The task - Pull every line holding the string "display" from the records below.

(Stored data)

[Start of section]

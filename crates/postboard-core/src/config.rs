//! Configuration file handling (`~/.postboard/config.toml`).

use crate::error::{Error, Result};
use dirs::home_dir;
use serde::{Deserialize, Serialize};
use std::fs;
use std::path::{Path, PathBuf};
use std::time::Duration;
use toml::{from_str, to_string_pretty};

/// Base URL of the public read-only API serving posts and users.
pub const DEFAULT_BASE_URL: &str = "https://jsonplaceholder.typicode.com";
const DEFAULT_POSTS_PATH: &str = "/posts";
const DEFAULT_USERS_PATH: &str = "/users";
const DEFAULT_TIMEOUT_SECS: u64 = 30;

/// Complete client configuration.
#[derive(Debug, Clone, Default, PartialEq, Eq, Serialize, Deserialize)]
#[serde(default)]
pub struct Config {
    /// Remote API settings
    pub api: ApiConfig,
    /// Terminal UI settings
    pub ui: UiConfig,
}

/// Remote API endpoint settings.
#[derive(Debug, Clone, PartialEq, Eq, Serialize, Deserialize)]
#[serde(default)]
pub struct ApiConfig {
    /// Scheme and host of the API, without trailing slash
    pub base_url: String,
    /// Path of the posts collection
    pub posts_path: String,
    /// Path of the users collection
    pub users_path: String,
    /// Per-request timeout in seconds; 0 waits forever
    pub timeout_secs: u64,
}

impl Default for ApiConfig {
    fn default() -> Self {
        Self {
            base_url: DEFAULT_BASE_URL.to_owned(),
            posts_path: DEFAULT_POSTS_PATH.to_owned(),
            users_path: DEFAULT_USERS_PATH.to_owned(),
            timeout_secs: DEFAULT_TIMEOUT_SECS,
        }
    }
}

impl ApiConfig {
    /// Full URL of the posts collection
    pub fn posts_url(&self) -> String {
        join_url(&self.base_url, &self.posts_path)
    }

    /// Full URL of the users collection
    pub fn users_url(&self) -> String {
        join_url(&self.base_url, &self.users_path)
    }

    /// Request timeout, `None` when disabled
    pub fn timeout(&self) -> Option<Duration> {
        (self.timeout_secs > 0).then(|| Duration::from_secs(self.timeout_secs))
    }
}

/// Terminal UI settings.
#[derive(Debug, Clone, Default, PartialEq, Eq, Serialize, Deserialize)]
#[serde(default)]
pub struct UiConfig {
    /// Colour theme
    pub theme: Theme,
}

/// UI theme, stored by name in the config file
#[derive(Default, Debug, Clone, Copy, PartialEq, Eq, Serialize, Deserialize)]
pub enum Theme {
    /// Nord color palette
    #[serde(alias = "nord")]
    Nord,
    /// Gruvbox color palette
    #[serde(alias = "gruvbox")]
    Gruvbox,
    /// Tokyo Night color palette
    #[default]
    #[serde(alias = "tokyonight", alias = "tokyo-night")]
    TokyoNight,
    /// Monochrome color palette
    #[serde(alias = "monochrome")]
    Monochrome,
}

impl Theme {
    /// Gets the next theme in sequence
    #[must_use]
    pub fn next(self) -> Self {
        match self {
            Self::Nord => Self::Gruvbox,
            Self::Gruvbox => Self::TokyoNight,
            Self::TokyoNight => Self::Monochrome,
            Self::Monochrome => Self::Nord,
        }
    }
}

fn join_url(base: &str, path: &str) -> String {
    format!(
        "{}/{}",
        base.trim_end_matches('/'),
        path.trim_start_matches('/')
    )
}

impl Config {
    /// Get the default config directory path (`~/.postboard`)
    ///
    /// # Errors
    /// Returns an error if the home directory cannot be determined
    pub fn config_dir() -> Result<PathBuf> {
        let home = home_dir()
            .ok_or_else(|| Error::Config("Could not determine home directory".to_owned()))?;
        Ok(home.join(".postboard"))
    }

    /// Get the default config file path (`~/.postboard/config.toml`)
    ///
    /// # Errors
    /// Returns an error if the home directory cannot be determined
    pub fn config_path() -> Result<PathBuf> {
        Ok(Self::config_dir()?.join("config.toml"))
    }

    /// Load config from `path`, creating it with defaults if absent
    ///
    /// # Errors
    /// Returns an error if the config cannot be read, parsed or written
    pub fn load_or_create_at(path: &Path) -> Result<Self> {
        if path.exists() {
            Self::load_from_file(path)
        } else {
            let config = Self::default();
            config.save_to_file(path)?;
            tracing::info!("Created default config at {}", path.display());
            Ok(config)
        }
    }

    /// Load config from a specific file
    ///
    /// # Errors
    /// Returns an error if the file cannot be read or parsed
    pub fn load_from_file(path: &Path) -> Result<Self> {
        let contents = fs::read_to_string(path)?;
        Ok(from_str(&contents)?)
    }

    /// Save config to a specific file
    ///
    /// # Errors
    /// Returns an error if the file cannot be written
    pub fn save_to_file(&self, path: &Path) -> Result<()> {
        if let Some(parent) = path.parent() {
            fs::create_dir_all(parent)?;
        }

        let contents = to_string_pretty(self)?;
        let header = "# Postboard Configuration File\n\
                      # This file is automatically generated on first run\n\
                      # Edit this file to point the client at another API or change the theme\n\n";

        fs::write(path, format!("{header}{contents}"))?;
        Ok(())
    }
}
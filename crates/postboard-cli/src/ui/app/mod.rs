//! TUI application module
//!
//! Holds the controller: load sequencing, the input loop and key dispatch.

mod event_loop;
mod key_handling;
mod lifecycle;
mod search;
mod tui_app;

pub use tui_app::TuiApp;
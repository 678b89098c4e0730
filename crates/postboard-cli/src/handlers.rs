//! Command handlers for CLI operations

use anyhow::Result;
use postboard_core::Config;
use postboard_providers::{Gateway, HttpSource};
use std::fs::{self, OpenOptions};
use std::path::{Path, PathBuf};
use std::sync::Arc;
use tracing_subscriber::{
    EnvFilter, Registry, fmt, layer::SubscriberExt as _, util::SubscriberInitExt as _,
};

use crate::cli::Cli;
use crate::interactive::run_tui_interactive;

/// Default `RUST_LOG`-style directive for the session log
const DEFAULT_LOG_FILTER: &str = "postboard_cli=info,postboard_providers=info,postboard_core=info";

/// Handle an interactive browsing session
///
/// # Errors
/// Returns an error if the log file or HTTP client cannot be set up, or if
/// the terminal session fails.
pub async fn handle_interactive(cli: Cli) -> Result<()> {
    // TUI mode logs to file
    let debug_log = match cli.log_file {
        Some(path) => path,
        None => Config::config_dir()?.join("debug.log"),
    };
    init_file_logging(&debug_log)?;

    let (mut config, config_path) = load_config(cli.config)?;
    if let Some(base_url) = cli.base_url {
        tracing::info!("Overriding API base URL with {base_url}");
        config.api.base_url = base_url;
    }

    let source = HttpSource::new(&config.api)?;
    let gateway = Gateway::new(Arc::new(source));

    run_tui_interactive(gateway, config, config_path).await
}

/// Routes tracing output to `path`, truncating any previous session log
///
/// # Errors
/// Returns an error if the log file cannot be created.
fn init_file_logging(path: &Path) -> Result<()> {
    if let Some(parent) = path.parent() {
        fs::create_dir_all(parent)?;
    }

    let log_file = OpenOptions::new()
        .create(true)
        .write(true)
        .truncate(true)
        .open(path)?;

    Registry::default()
        .with(EnvFilter::try_from_default_env().unwrap_or_else(|_| DEFAULT_LOG_FILTER.into()))
        .with(
            fmt::layer()
                .with_writer(Arc::new(log_file))
                .with_ansi(false)
                .with_target(true)
                .with_level(true),
        )
        .init();

    Ok(())
}

/// Loads the configuration and returns it with the path theme changes are
/// saved to.
///
/// An explicit `--config` file must load. The default file falls back to
/// built-in defaults when it is unreadable.
///
/// # Errors
/// Returns an error if an explicitly requested config file is invalid.
fn load_config(explicit: Option<PathBuf>) -> Result<(Config, Option<PathBuf>)> {
    if let Some(path) = explicit {
        let config = Config::load_or_create_at(&path)?;
        return Ok((config, Some(path)));
    }

    // Load or create configuration from ~/.postboard/config.toml
    Ok(load_default_config(Config::config_path().ok()))
}

/// Loads the default config file, falling back to defaults with a warning.
///
/// A file that failed to load is not returned as the save path, so a theme
/// change never overwrites it.
fn load_default_config(path: Option<PathBuf>) -> (Config, Option<PathBuf>) {
    let Some(path) = path else {
        tracing::warn!("Could not determine home directory, using default configuration");
        return (Config::default(), None);
    };

    match Config::load_or_create_at(&path) {
        Ok(config) => (config, Some(path)),
        Err(error) => {
            tracing::warn!("Failed to load config from {}: {error}", path.display());
            tracing::warn!("Using default configuration");
            (Config::default(), None)
        }
    }
}
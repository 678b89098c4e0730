//! Remote data gateway for the postboard client.
//!
//! Sources fetch the post and user collections; the [`Gateway`] runs both
//! fetches concurrently and builds the [`postboard_core::DataStore`].

/// Concurrent initial load.
pub mod gateway;
/// HTTP source backed by `reqwest`.
pub mod http;
/// Scripted source for tests.
pub mod mock;

pub use gateway::Gateway;
pub use http::HttpSource;
pub use mock::MockSource;
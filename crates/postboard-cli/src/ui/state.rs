use postboard_core::{DataStore, UserFilter, UserLookup};

use super::view::{PostView, UserOption, render_posts, render_user_options};

/// Notification shown when the initial load fails
pub const LOAD_FAILED_MESSAGE: &str =
    "Hubo un error al cargar los datos. Por favor, recarga la página.";

/// Number of frames in the loading spinner
pub const SPINNER_FRAMES: usize = 10;

/// Phase of the initial data load.
#[derive(Debug, Clone, Copy, PartialEq, Eq, Default)]
pub enum LoadState {
    /// Nothing requested yet
    #[default]
    Idle,
    /// Both fetches in flight
    Loading,
    /// Data loaded and first render done
    Ready,
    /// A fetch failed; terminal for the session
    Failed,
}

/// Which display regions are shown.
#[derive(Debug, Clone, Copy, PartialEq, Eq, Default)]
pub struct Visibility {
    /// Loading indicator
    pub loading: bool,
    /// Post card grid
    pub grid: bool,
    /// "No results" panel
    pub no_results: bool,
}

/// Author selector: options plus the selected index.
#[derive(Debug, Clone, PartialEq, Eq)]
pub struct UserSelector {
    options: Vec<UserOption>,
    selected: usize,
}

impl Default for UserSelector {
    fn default() -> Self {
        Self {
            options: render_user_options(&UserLookup::default()),
            selected: 0,
        }
    }
}

impl UserSelector {
    /// Replaces the options and resets the selection to "all users"
    pub fn set_options(&mut self, options: Vec<UserOption>) {
        self.options = options;
        self.selected = 0;
    }

    /// All options, "all users" first
    pub fn options(&self) -> &[UserOption] {
        &self.options
    }

    /// Index of the selected option
    pub fn selected_index(&self) -> usize {
        self.selected
    }

    /// Label of the selected option
    pub fn selected_label(&self) -> &str {
        self.options
            .get(self.selected)
            .map_or("", |option| option.label.as_str())
    }

    /// Filter value of the selected option
    pub fn selected_filter(&self) -> UserFilter {
        self.options
            .get(self.selected)
            .map_or(UserFilter::All, |option| option.value)
    }

    /// Moves the selection down one option. Returns whether it changed.
    pub fn select_next(&mut self) -> bool {
        if self.selected + 1 < self.options.len() {
            self.selected += 1;
            true
        } else {
            false
        }
    }

    /// Moves the selection up one option. Returns whether it changed.
    pub fn select_previous(&mut self) -> bool {
        if self.selected > 0 {
            self.selected -= 1;
            true
        } else {
            false
        }
    }
}

/// Main UI state
#[derive(Debug, Default)]
pub struct UiState {
    load_state: LoadState,
    visibility: Visibility,
    view: PostView,
    selector: UserSelector,
    notification: Option<String>,
    notifications_raised: usize,
    spinner_frame: usize,
    /// Index of the first visible card row
    pub grid_scroll: usize,
}

impl UiState {
    /// Current load phase
    pub fn load_state(&self) -> LoadState {
        self.load_state
    }

    /// Current region visibility
    pub fn visibility(&self) -> Visibility {
        self.visibility
    }

    /// Currently rendered view
    pub fn view(&self) -> &PostView {
        &self.view
    }

    /// Author selector
    pub fn selector(&self) -> &UserSelector {
        &self.selector
    }

    /// Mutable author selector
    pub fn selector_mut(&mut self) -> &mut UserSelector {
        &mut self.selector
    }

    /// Pending blocking notification, if any
    pub fn notification(&self) -> Option<&str> {
        self.notification.as_deref()
    }

    /// Number of notifications raised this session
    pub fn notifications_raised(&self) -> usize {
        self.notifications_raised
    }

    /// Current spinner frame index
    pub fn spinner_frame(&self) -> usize {
        self.spinner_frame
    }

    /// Advances the spinner by one frame
    pub fn advance_spinner(&mut self) {
        self.spinner_frame = (self.spinner_frame + 1) % SPINNER_FRAMES;
    }

    /// `Idle -> Loading`: show the loading indicator and force both result
    /// regions hidden.
    pub fn enter_loading(&mut self) {
        if self.load_state != LoadState::Idle {
            tracing::warn!("Ignoring Loading entry from {:?}", self.load_state);
            return;
        }
        self.load_state = LoadState::Loading;
        self.visibility = Visibility {
            loading: true,
            grid: false,
            no_results: false,
        };
        self.spinner_frame = 0;
    }

    /// `Loading -> Ready`: hide the indicator, fill the selector and render
    /// every post unfiltered.
    pub fn enter_ready(&mut self, store: &DataStore) {
        if self.load_state != LoadState::Loading {
            tracing::warn!("Ignoring Ready entry from {:?}", self.load_state);
            return;
        }
        self.visibility.loading = false;
        self.selector.set_options(render_user_options(store.users()));

        let all: Vec<_> = store.posts().iter().collect();
        self.show_view(render_posts(&all, store.users()));
        self.load_state = LoadState::Ready;
        tracing::info!("Ready with {} posts", store.posts().len());
    }

    /// `Loading -> Failed`: hide the indicator and raise the single
    /// blocking notification.
    pub fn enter_failed(&mut self) {
        if self.load_state != LoadState::Loading {
            tracing::warn!("Ignoring Failed entry from {:?}", self.load_state);
            return;
        }
        self.load_state = LoadState::Failed;
        self.visibility.loading = false;
        self.raise_notification(LOAD_FAILED_MESSAGE);
    }

    /// Replaces the whole rendered view and toggles grid/no-results to match
    pub fn show_view(&mut self, view: PostView) {
        let empty = view.is_empty();
        self.visibility.grid = !empty;
        self.visibility.no_results = empty;
        self.view = view;
        self.grid_scroll = 0;
    }

    /// Shows a blocking notification
    pub fn raise_notification(&mut self, message: &str) {
        self.notification = Some(message.to_owned());
        self.notifications_raised += 1;
    }

    /// Dismisses the pending notification
    pub fn dismiss_notification(&mut self) {
        self.notification = None;
    }
}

[End of section]

Solved problem -
            tracing::info!("Created default config at {}", path.display());
            tracing::warn!("Failed to load config from {}: {error}", path.display());
/// Which display regions are shown.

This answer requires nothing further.